CRITICAL URBAN PEDAGOGY: Convites as Sites of Southern Urbanism, Solidarity Construction and Urban Learning

Abstract

Learning from the pedagogical potentials of Southern city-making practices is imperative to foster emancipatory urban learning settings. However, the ways in which urban learning spaces beyond professional settings operate and how Southern urbanism practices constitute new critical pedagogies are poorly understood. We draw on research about urban learning on ‘slum upgrading’ in the city of Medellín (Colombia), a benchmark in dealing in tandem with informality and urban violence, to analyze the pedagogical potentials of convitesConvites are an essential sociospatial mechanism of self-build settlements rooted in solidarity networks that initiate collective action and celebration through public cooking.
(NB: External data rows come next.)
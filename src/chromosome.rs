//! Chromosome representation (spec C5): one real-valued gene per binary
//! variable, plus a trailing gene used to seed that chromosome's per-decode
//! RNG, and the fields OFP (C4) fills in after decoding.

/// The fields a completed OFP decode attaches to a chromosome (spec.md §4.4
//  and the `Chromosome` glossary entry).
#[derive(Debug, Clone, Default)]
pub struct Decoded {
    /// 0/1 per binary, in model order.
    pub rounded: Vec<f64>,
    /// Distance of the best LP projection seen from its rounding (`Δ`).
    pub fp_value: f64,
    /// Sum of fractional distances from integrality at the decode's end.
    pub fractionality: f64,
    pub num_non_integral: usize,
    pub iterations: u32,
}

impl Decoded {
    pub fn is_integer_feasible(&self) -> bool {
        self.num_non_integral == 0
    }
}

#[derive(Debug, Clone)]
pub struct Chromosome {
    /// `genes.len() == n_binaries + 1`; the last entry is the seed gene.
    pub genes: Vec<f64>,
    pub decoded: Decoded,
}

impl Chromosome {
    pub fn new(genes: Vec<f64>) -> Self {
        debug_assert!(!genes.is_empty(), "chromosome must carry at least the seed gene");
        Self { genes, decoded: Decoded::default() }
    }

    pub fn n_binaries(&self) -> usize {
        self.genes.len() - 1
    }

    /// The alleles the rounder/OFP start from, excluding the trailing seed.
    pub fn alleles(&self) -> &[f64] {
        &self.genes[..self.genes.len() - 1]
    }

    /// A deterministic 32-bit seed derived from the trailing gene, for
    /// per-decode RNGs (short/long cycling perturbation, random thresholds).
    pub fn seed(&self) -> u32 {
        let g = *self.genes.last().expect("chromosome must carry a seed gene");
        (g.to_bits() as u32) ^ ((g.to_bits() >> 32) as u32)
    }
}
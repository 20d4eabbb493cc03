//! Stop controller (spec C8): a wall/CPU deadline plus a process-wide
//! interrupt flag, polled at generation, decode, and MIP-search boundaries.
//!
//! This module provides several implementations of the [`Terminator`] trait, including:
//! - [`InterruptTerminator`]: Responds to Ctrl-C (SIGINT) or programmatic interrupts.
//! - [`TimeOutTerminator`]: Terminates after a specified time limit.
//! - [`MultipleTerminators`]: Combines multiple terminators.
//!
//! [`StopController`] composes an [`InterruptTerminator`] and a
//! [`TimeOutTerminator`] into the single object every long-running loop
//! (OFP iteration, histogram sub-block walk, violated-constraint scan, MILP
//! callback) is expected to poll.
//!
//! # Note
//! [`InterruptTerminator`] installs a global signal handler and **can only be constructed once** per process. Attempting to create multiple instances will result in a panic.

use std::sync::atomic::{AtomicBool, AtomicU32, Ordering};
use std::sync::Arc;
use std::time::{Duration, Instant};

use crate::Status;

pub trait Terminator {
    fn initialize(&mut self) {}

    fn terminate(&mut self) -> Option<Status>;
}

/// Which clock a deadline is measured against.
///
/// Wall clock is what [`TimeOutTerminator`] actually measures; `Cpu` is
/// accepted so callers can be explicit about intent, but is implemented as
/// wall-clock elapsed time (see the open question in `SPEC_FULL.md` §C: the
/// source's CPU-vs-wall split is ambiguous at the budget boundary, and this
/// reimplementation picks wall clock consistently everywhere rather than
/// mixing the two).
#[derive(Debug, Clone, Copy, PartialEq, Eq, Default)]
pub enum ClockKind {
    #[default]
    Wall,
    Cpu,
}

/// Terminator that responds to Ctrl-C (SIGINT) or programmatic interrupts.
///
/// The first interrupt sets the flag so in-flight loops can poll and wind
/// down gracefully. A second interrupt re-raises `SIGINT` with the default
/// handler restored, terminating the process immediately, matching the
/// "one interrupt → graceful stop; two interrupts → immediate termination"
/// contract in spec.md §6.
///
/// # Note
/// Only one instance of `InterruptTerminator` can be constructed per process, as it installs a global signal handler.
/// Creating more than one will panic.
pub struct InterruptTerminator {
    interrupted: Arc<AtomicBool>,
    hits: Arc<AtomicU32>,
}

impl InterruptTerminator {
    pub fn new() -> Self {
        let interrupted = Arc::new(AtomicBool::new(false));
        let hits = Arc::new(AtomicU32::new(0));
        ctrlc::set_handler({
            let interrupted = interrupted.clone();
            let hits = hits.clone();
            move || {
                interrupted.store(true, Ordering::SeqCst);
                if hits.fetch_add(1, Ordering::SeqCst) >= 1 {
                    std::process::exit(130);
                }
            }
        })
        .expect("Error setting Ctrl-C handler");
        Self { interrupted, hits }
    }

    pub fn interrupt(&mut self) {
        self.interrupted.store(true, Ordering::SeqCst);
        self.hits.fetch_add(1, Ordering::SeqCst);
    }

    pub fn flag(&self) -> Arc<AtomicBool> {
        self.interrupted.clone()
    }
}

impl Terminator for InterruptTerminator {
    fn terminate(&mut self) -> Option<Status> {
        if self.interrupted.load(Ordering::SeqCst) {
            Some(Status::Interrupted)
        } else {
            None
        }
    }
}

/// Terminator that triggers after a specified number of seconds.
pub struct TimeOutTerminator {
    max_time_secs: u64,
    start_time: Instant,
}

impl TimeOutTerminator {
    pub fn new(max_time_secs: u64) -> Self {
        Self {
            max_time_secs,
            start_time: Instant::now(),
        }
    }

    pub fn elapsed(&self) -> Duration {
        self.start_time.elapsed()
    }

    pub fn remaining(&self) -> Duration {
        Duration::from_secs(self.max_time_secs).saturating_sub(self.elapsed())
    }
}

impl Terminator for TimeOutTerminator {
    fn initialize(&mut self) {
        self.start_time = Instant::now();
    }

    fn terminate(&mut self) -> Option<Status> {
        if self.start_time.elapsed().as_secs() >= self.max_time_secs {
            Some(Status::TimeLimit)
        } else {
            None
        }
    }
}

/// Terminator that combines multiple terminators and triggers if any of them do.
pub struct MultipleTerminators {
    terminators: Vec<Box<dyn Terminator + Send>>,
}

impl MultipleTerminators {
    pub fn new(terminators: Vec<Box<dyn Terminator + Send>>) -> Self {
        Self { terminators }
    }
}

impl Terminator for MultipleTerminators {
    fn initialize(&mut self) {
        for terminator in &mut self.terminators {
            terminator.initialize();
        }
    }

    fn terminate(&mut self) -> Option<Status> {
        for terminator in &mut self.terminators {
            if let Some(status) = terminator.as_mut().terminate() {
                return Some(status);
            }
        }
        None
    }
}

/// The process-wide stop controller (spec C8): a deadline plus the
/// interrupt flag, owned for the lifetime of one engine run and shared
/// (via `Arc`) with every worker thread.
///
/// `must_stop()` is cheap (two atomic/monotonic-clock reads) and is meant
/// to be polled liberally: once per OFP iteration, once per histogram
/// sub-block, once per violated-constraint scan, and from the MILP
/// info/incumbent callbacks.
pub struct StopController {
    deadline: Instant,
    clock_kind: ClockKind,
    interrupted: Arc<AtomicBool>,
    start: Instant,
}

impl StopController {
    pub fn new(budget: Duration, clock_kind: ClockKind, interrupted: Arc<AtomicBool>) -> Self {
        let start = Instant::now();
        Self {
            deadline: start + budget,
            clock_kind,
            interrupted,
            start,
        }
    }

    pub fn clock_kind(&self) -> ClockKind {
        self.clock_kind
    }

    /// The shared interrupt flag, for constructing a derived sub-budget
    /// controller that still reacts to the same Ctrl-C (spec.md §5,
    /// "Suspension / blocking points").
    pub fn interrupted_flag(&self) -> Arc<AtomicBool> {
        self.interrupted.clone()
    }

    /// True iff the elapsed budget has been exceeded or the interrupt flag is set.
    pub fn must_stop(&self) -> bool {
        self.interrupted.load(Ordering::SeqCst) || Instant::now() >= self.deadline
    }

    pub fn status_if_stopped(&self) -> Option<Status> {
        if self.interrupted.load(Ordering::SeqCst) {
            Some(Status::Interrupted)
        } else if Instant::now() >= self.deadline {
            Some(Status::TimeLimit)
        } else {
            None
        }
    }

    pub fn elapsed(&self) -> Duration {
        self.start.elapsed()
    }

    /// Remaining global budget, zero if already past deadline.
    pub fn remaining(&self) -> Duration {
        self.deadline.saturating_duration_since(Instant::now())
    }

    /// Derives a per-call budget for a sub-phase (e.g. the MIP local
    /// search), reserving `safety` off the remaining global deadline.
    /// Returns `None` when the derived budget would be non-positive, in
    /// which case the caller must skip the sub-phase entirely (spec.md
    /// §5, "Timeout semantics").
    pub fn sub_budget(&self, safety: Duration) -> Option<Duration> {
        self.remaining().checked_sub(safety).filter(|d| !d.is_zero())
    }
}

#[cfg(test)]
mod tests {
    use super::*;

    #[cfg(unix)]
    mod platform {
        pub fn send_sigint() {
            use nix::sys::signal::{self, Signal};
            use nix::unistd::Pid;

            let pid = std::process::id() as i32;
            signal::kill(Pid::from_raw(pid), Signal::SIGINT).expect("Failed to send SIGINT");
        }
    }

    #[cfg(windows)]
    mod platform {
        pub fn send_sigint() {
            use windows_sys::Win32::System::Console::{GenerateConsoleCtrlEvent, CTRL_C_EVENT};

            unsafe {
                GenerateConsoleCtrlEvent(CTRL_C_EVENT, 0);
            }
        }
    }

    #[test]
    #[ignore = "installs a real process-wide SIGINT handler; run standalone"]
    fn interrupt_terminator_responds_to_real_sigint() {
        let mut terminator = InterruptTerminator::new();

        std::thread::spawn(|| {
            std::thread::sleep(Duration::from_millis(200));
            platform::send_sigint();
        });

        loop {
            if let Some(status) = terminator.terminate() {
                assert_eq!(status, Status::Interrupted);
                break;
            }
        }
    }

    #[test]
    fn timeout_terminator_fires_after_budget() {
        let mut terminator = TimeOutTerminator::new(0);
        std::thread::sleep(Duration::from_millis(5));
        assert_eq!(terminator.terminate(), Some(Status::TimeLimit));
    }

    #[test]
    fn stop_controller_sub_budget_none_when_exhausted() {
        let controller = StopController::new(
            Duration::from_millis(1),
            ClockKind::Wall,
            Arc::new(AtomicBool::new(false)),
        );
        std::thread::sleep(Duration::from_millis(5));
        assert!(controller.must_stop());
        assert_eq!(controller.sub_budget(Duration::from_secs(1)), None);
    }

    #[test]
    fn stop_controller_interrupt_flag_triggers_must_stop() {
        let flag = Arc::new(AtomicBool::new(false));
        let controller = StopController::new(Duration::from_secs(60), ClockKind::Wall, flag.clone());
        assert!(!controller.must_stop());
        flag.store(true, Ordering::SeqCst);
        assert!(controller.must_stop());
        assert_eq!(controller.status_if_stopped(), Some(Status::Interrupted));
    }
}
This practice of makeshift community kitchens led by women became the backbone of the response to the scarcities caused by the pandemic in self-built neighborhoods in Latin America. In this article we ask what Southern urbanism and critical pedagogy can learn from convites. We then analyze the ways in which convites combine community kitchens as learning environments, the use of collective storytelling as a learning device, and collective action through networked solidarities. We argue that critical urban pedagogy is a situated pedagogy derived from everyday relations of place, body and materiality infused by memory and articulated by storytelling.